The Fed’s Cautious Rate Cuts Support the Dollar
The Federal Reserve: The Federal Reserve cautiously cuts rates on Thursday by 25 basis point, causing the dollar to rise.
The dollar reached a seven-week high of 108.47 against the Japanese yen. It also reached a three-month high against the Swiss franc and other major currencies.
The dollar also rose 0.3% against the euro and steadied at $1.1027. But soon it gave up some gains on the pounds to hold around $1.2468.
The Federal Reserve, on a 7-3 vote, lowered the rate to a range of 1.75% to 2.00% to respond to the global developments and economic outlook.
However, the fed chairman signaled a higher bar for future rates cuts. He described U.S prospects as “favorable” and the rate cut as “insurance” against weak global growth and rising trade tensions
The dollar and bond yields still rose even though his comments on future rate cuts were not as dovish as markets expected.
The Fed Reserve projections showed that policymakers expected the rates to stay within the new range until 2020, but futures markets have priced in at least another cut.
The dollar is still the highest-yielding currency in the G10 world, meaning it is the most attractive in an increasingly crushed neighborhood.
Its strength against the yen may reduce pressure for further easing by Bank of Japan. The bank will meet on Thursday and expected to keep the rates on hold.
Meanwhile, the New Zealand Dollar jumped slightly 0.2% after the June-quarter gross domestic product – higher than expected. Later, the rising greenback swamped it.
The Australian dollar fell to $0.6811 ahead of jobs data due at 0130 GMT.
The Reserve Bank of Australia has also indicated that it could ease again unless employment grows.
The Federal Reserve cuts benchmark interest rate for 2nd time this year
The Federal Reserve cut its interest rate for the second time this year. According to the Fed, rate cuts aimed to sustain the U.S economic expansion and were to continue when it deems necessary.
The rate cut influences both consumer and business loans by an additional quarter-point to a range of 1.75% to 2%.
U.S economic expansion appears achievable in its 11th year with a robust job market and stable consumer spending. However, the Fed is trying to fight uncertainties Donald Trump has caused, such as war with China, low global growth, and a drop in American manufacturing.
However, the modest rate cut irritated the U.S President causing him to attack the Fed Reserve insisting that the rate cuts should be more aggressive.

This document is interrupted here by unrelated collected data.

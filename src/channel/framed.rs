//! Backend for byte-stream sockets, which need explicit framing.
//!
//! Every message is preceded by a [`Header`] carrying the payload length and the number of
//! descriptors. The descriptors ride on the first `sendmsg` of the body, so the receiver offers a
//! control buffer to its body reads until one of them produces descriptors.

use super::RecvSuccess;
use crate::{
    cmsg::{self, AncillaryBuf, Truncation},
    fdops,
    unixprelude::*,
    util::{mk_msghdr_r, mk_msghdr_w},
    Error, FdSet, Result, MAX_FD_COUNT,
};
use std::io::{self, IoSlice, IoSliceMut};
use to_method::To;

pub(crate) const HEADER_LEN: usize = 8;

/// The framing header: two native-endian `u32`s, payload length first, descriptor count second.
#[derive(Copy, Clone, Debug, PartialEq, Eq)]
pub(crate) struct Header {
    pub len: u32,
    pub fds: u32,
}
impl Header {
    pub fn to_bytes(self) -> [u8; HEADER_LEN] {
        let mut bytes = [0; HEADER_LEN];
        bytes[..4].copy_from_slice(&self.len.to_ne_bytes());
        bytes[4..].copy_from_slice(&self.fds.to_ne_bytes());
        bytes
    }
    pub fn from_bytes(bytes: [u8; HEADER_LEN]) -> Self {
        let [l0, l1, l2, l3, f0, f1, f2, f3] = bytes;
        Self {
            len: u32::from_ne_bytes([l0, l1, l2, l3]),
            fds: u32::from_ne_bytes([f0, f1, f2, f3]),
        }
    }
}

pub(super) fn send(fd: BorrowedFd<'_>, payload: &[u8], fds: &[BorrowedFd<'_>]) -> Result<()> {
    let anc = AncillaryBuf::encode(fds);
    let len = payload.len().try_to::<u32>().map_err(|_| {
        io::Error::new(
            io::ErrorKind::InvalidInput,
            "payload length does not fit into the framing header",
        )
    })?;
    // At most MAX_FD_COUNT, checked by encode().
    #[allow(clippy::cast_possible_truncation)]
    let header = Header {
        len,
        fds: fds.len() as u32,
    };
    log::trace!("sending {header:?}");
    fdops::write_all(fd, &header.to_bytes())?;

    let mut sent = 0;
    while sent < payload.len() {
        let iov = [IoSlice::new(&payload[sent..])];
        let anc_bytes: &[u8] = if sent == 0 { anc.as_bytes() } else { &[] };
        let hdr = mk_msghdr_w(&iov, anc_bytes)?;
        let n = unsafe {
            // SAFETY: hdr points into iov and anc, both of which outlive the call
            fdops::sendmsg(fd, &hdr)?
        };
        if n == 0 {
            return Err(io::Error::from(io::ErrorKind::WriteZero).into());
        }
        sent += n;
    }
    Ok(())
}

pub(super) fn recv(
    fd: BorrowedFd<'_>,
    buf: &mut [u8],
    fds_out: Option<&mut FdSet>,
) -> Result<RecvSuccess> {
    let mut hbytes = [0; HEADER_LEN];
    fdops::read_all(fd, &mut hbytes)?;
    let header = Header::from_bytes(hbytes);
    log::trace!("received {header:?}");

    let len = header.len as usize;
    let declared_fds = header.fds as usize;
    if len == 0 {
        return Err(Error::EmptyMessage);
    }
    if len > buf.len() {
        return Err(Error::Oversize {
            declared: len,
            capacity: buf.len(),
        });
    }
    if declared_fds > MAX_FD_COUNT {
        return Err(Error::TooManyDescriptors {
            declared: declared_fds,
        });
    }

    let mut anc = AncillaryBuf::with_room(declared_fds);
    let mut offer_anc = declared_fds > 0;
    let mut arrived = Vec::new();
    let mut got = 0;
    while got < len {
        let mut iov = [IoSliceMut::new(&mut buf[got..len])];
        let anc_bytes: &mut [u8] = if offer_anc { anc.as_mut_bytes() } else { &mut [] };
        let mut hdr = mk_msghdr_r(&mut iov, anc_bytes)?;
        let n = unsafe {
            // SAFETY: hdr points into iov and anc, both of which outlive the call
            fdops::recvmsg(fd, &mut hdr)?
        };
        let chunk_fds = unsafe {
            // SAFETY: the header was just filled in by recvmsg
            cmsg::decode(&hdr)?
        };
        arrived.extend(chunk_fds);

        if let Some(t) = Truncation::from_flags(hdr.msg_flags) {
            log::debug!("framed message body truncated ({t}) after {} of {len} bytes", got + n);
            cmsg::discard(arrived, format_args!("message truncated"));
            return Err(Error::Truncated(t));
        }
        if n == 0 {
            cmsg::discard(arrived, format_args!("connection ended mid-message"));
            return Err(Error::Incomplete {
                expected: len,
                received: got,
            });
        }
        if !arrived.is_empty() {
            offer_anc = false;
        }
        got += n;
    }

    if arrived.len() < declared_fds {
        log::debug!(
            "peer declared {declared_fds} descriptor(s), {} arrived",
            arrived.len()
        );
    }
    let descriptors = match fds_out {
        Some(out) => out.fill_clamped(arrived),
        None => {
            cmsg::discard(arrived, format_args!("no descriptor set was provided"));
            0
        }
    };
    Ok(RecvSuccess {
        main: len,
        descriptors,
    })
}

The Fed’s economic and interest rate forecasts released on Wednesday show that 7/17 officials foresee an additional rate cut in the year. At least two Fed officials expect a rate hike in 2020. None of them foresee rates falling below 1.5% in 2020 – a signal that unrest from U.S-China trade war and global shutdown are manageable.
Most economists have scaled back their forecasts for further rates cuts after the Fed indicated its possibility. The reopening of trade talks between U.S and China have also supported the view.
The Federal Reserve is monitoring the global shutdown and Brexit. A destructive Brexit could destabilize both Europe and the U.S economy.
More severe threats are Trump’s trade war, and counter-tariffs other nations have imposed on U.S exports. Trade wars have hurt American companies and paralyzed their investment and expansion plans.
Recently, the U.S and China have made efforts to de-escalate trade tensions, but most analysts do see any significant agreement coming out of it. Mainly because of Beijing’s aggressive drive to outdo America’s dominance in technology.